Se alla scadenza le azioni restano sotto quel prezzo, l’opzione scade senza valore e il premio rimane nelle casse del fondo come reddito. Se invece le azioni salgono oltre la soglia, il fondo dovrà venderle a quel prezzo prefissato, rinunciando al guadagno ulteriore. In entrambi i casi, però, il premio ricevuto rappresenta una forma di entrata ricorrente che compensa eventuali fasi di lateralità del mercato.

Si parla infatti di strategia buy-write: acquistare titoli (“buy”) e vendere opzioni (“write”). È una tecnica che tende a dare il meglio in mercati laterali o moderatamente rialzisti, cioè quando i prezzi non si muovono troppo velocemente in una direzione.
Un aspetto educativo interessante è comprendere come questa strategia modifichi il profilo rischio/rendimento: non elimina i rischi, ma li distribuisce diversamente.

Rischi principali

Il principale rischio è naturalmente quello legato alle azioni sottostanti. Se il mercato americano scende bruscamente, anche il valore dell’ETF ne risente. In contesti di rialzo prolungato dei tassi d’interesse, l’ETF può incontrare difficoltà, perché i rendimenti obbligazionari più alti riducono l’attrattiva delle azioni e quindi dei fondi azionari. Al contrario, in un ambiente di tassi stabili o in calo, la strategia può trarre vantaggio dalla maggiore domanda di strumenti orientati al reddito.

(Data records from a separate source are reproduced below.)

use std::path::PathBuf;

use clap::ArgMatches;
use tracing::{info, warn};

use memdump_core::config::MemdumpConfig;
use memdump_core::events;
use memdump_core::process::{ProcessInspector, SystemInspector};
use memdump_core::workflow::{self, DumpRequest};
use memdump_core::MemdumpError;

use crate::table::TableFormatter;

pub fn run_command(matches: &ArgMatches) -> Result<(), Box<dyn std::error::Error>> {
    events::log_app_startup();

    match matches.subcommand() {
        Some(("list", sub_matches)) => handle_list(sub_matches),
        Some(("dump", sub_matches)) => handle_dump(sub_matches),
        Some(("config-show", _)) => handle_config_show(),
        _ => Err("Unknown command. Use --help to see available commands.".into()),
    }
}

fn handle_list(matches: &ArgMatches) -> Result<(), Box<dyn std::error::Error>> {
    let inspector = SystemInspector::new();
    let mut processes = inspector.list_session_processes().map_err(|e| {
        events::log_app_error(&e);
        e
    })?;

    processes.sort_by_key(|p| p.pid);

    if matches.get_flag("json") {
        println!("{}", serde_json::to_string_pretty(&processes)?);
        return Ok(());
    }

    if processes.is_empty() {
        println!("No processes visible in the current session.");
        return Ok(());
    }

    let formatter = TableFormatter::new(&processes);
    formatter.print_table(&processes);
    println!("{} processes", processes.len());

    Ok(())
}

fn handle_dump(matches: &ArgMatches) -> Result<(), Box<dyn std::error::Error>> {
    let pid = *matches
        .get_one::<u32>("pid")
        .ok_or("Missing required argument: pid")?;

    let config = MemdumpConfig::load_hierarchy()?;

    let inspector = SystemInspector::new();
    let process = inspector.resolve(pid).map_err(|e| {
        events::log_app_error(&e);
        e
    })?;

    events::log_dump_requested(pid, &process.name);

    let destination_dir = matches
        .get_one::<String>("output")
        .map(PathBuf::from)
        .unwrap_or_else(|| config.output.directory());

    println!(
        "Dumping {} (pid {}, {})",
        process.name, process.pid, process.arch
    );

    let handle = workflow::start_dump(
        DumpRequest {
            process,
            destination_dir,
        },
        &config,
    );

    // The stream ends when the workflow reaches its terminal outcome
    for event in handle.events().iter() {
        println!("  {}", event.stage);
    }

    match handle.wait() {
        Ok(success) => {
            println!("Process dumped to {}", success.final_path.display());
            Ok(())
        }
        Err(e) => {
            warn!(
                event = "cli.dump_failed",
                pid = pid,
                code = e.error_code(),
                error = %e
            );
            Err(Box::new(e) as Box<dyn std::error::Error>)
        }
    }
}

fn handle_config_show() -> Result<(), Box<dyn std::error::Error>> {
    let config = MemdumpConfig::load_hierarchy()?;

    info!(event = "cli.config_show");
    print!("{}", toml::to_string_pretty(&config.resolved())?);

    Ok(())
}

È bene sapere che, se il mercato azionario registra forti rialzi improvvisi, la strategia di covered call tende a limitare la crescita: il fondo “cede” parte del guadagno potenziale in cambio del premio incassato. È il motivo per cui questo tipo di ETF risulta spesso più difensivo in fasi di euforia e più resiliente in fasi di incertezza.

DISCLAIMER
Le informazioni e le considerazioni contenute nel presente articolo non devono essere utilizzate come unico o principale supporto in base al quale assumere decisioni relative agli investimenti. Il lettore mantiene la piena libertà nelle proprie scelte d’investimento e la piena responsabilità nell’effettuazione delle stesse, poiché egli solo conosce la sua propensione al rischio e il suo orizzonte temporale. Le informazioni contenute nell’articolo sono fornite a mero scopo informativo e la loro divulgazione non costituisce e non è da considerarsi un’offerta o sollecitazione al pubblico risparmio.